Your task -
Copy every line of the following data that includes the string "from".

The data -
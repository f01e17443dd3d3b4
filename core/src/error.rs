//! Error types.

use thiserror::Error;

/// Errors from parsing, reading or structurally setting a value path.
#[derive(Debug, Clone, PartialEq, Eq, Error)]
pub enum PathError {
    #[error("invalid path `{path}`: {reason}")]
    Invalid { path: String, reason: &'static str },

    #[error("cannot step into {found} with `{segment}`")]
    TypeMismatch { segment: String, found: &'static str },

    #[error("index {index} is out of bounds for an array of length {len}")]
    IndexOutOfBounds { index: usize, len: usize },
}

/// Errors from parsing a template string.
#[derive(Debug, Clone, PartialEq, Eq, Error)]
pub enum TemplateError {
    #[error("expression starting at byte {0} has no closing `}}`")]
    Unterminated(usize),

    #[error("empty expression at byte {0}")]
    Empty(usize),

    #[error("expression `{expression}`: {source}")]
    Path {
        expression: String,
        #[source]
        source: PathError,
    },
}

/// Errors from updating a context.
///
/// Callers that ignore the error observe the silent-recovery behavior: nothing was mutated and
/// nothing was propagated.
#[derive(Debug, Clone, PartialEq, Eq, Error)]
pub enum ContextUpdateError {
    #[error("no context with id `{0}` in the ancestor chain")]
    NotFound(String),

    #[error(transparent)]
    Path(#[from] PathError),

    #[error("propagation exceeded {0} cascaded updates")]
    CascadeLimit(usize),

    #[error("context id `{0}` is reserved")]
    ReservedId(String),
}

Task result -
/// Errors from parsing, reading or structurally setting a value path.
/// Errors from parsing a template string.
/// Errors from updating a context.
    Path(#[from] PathError),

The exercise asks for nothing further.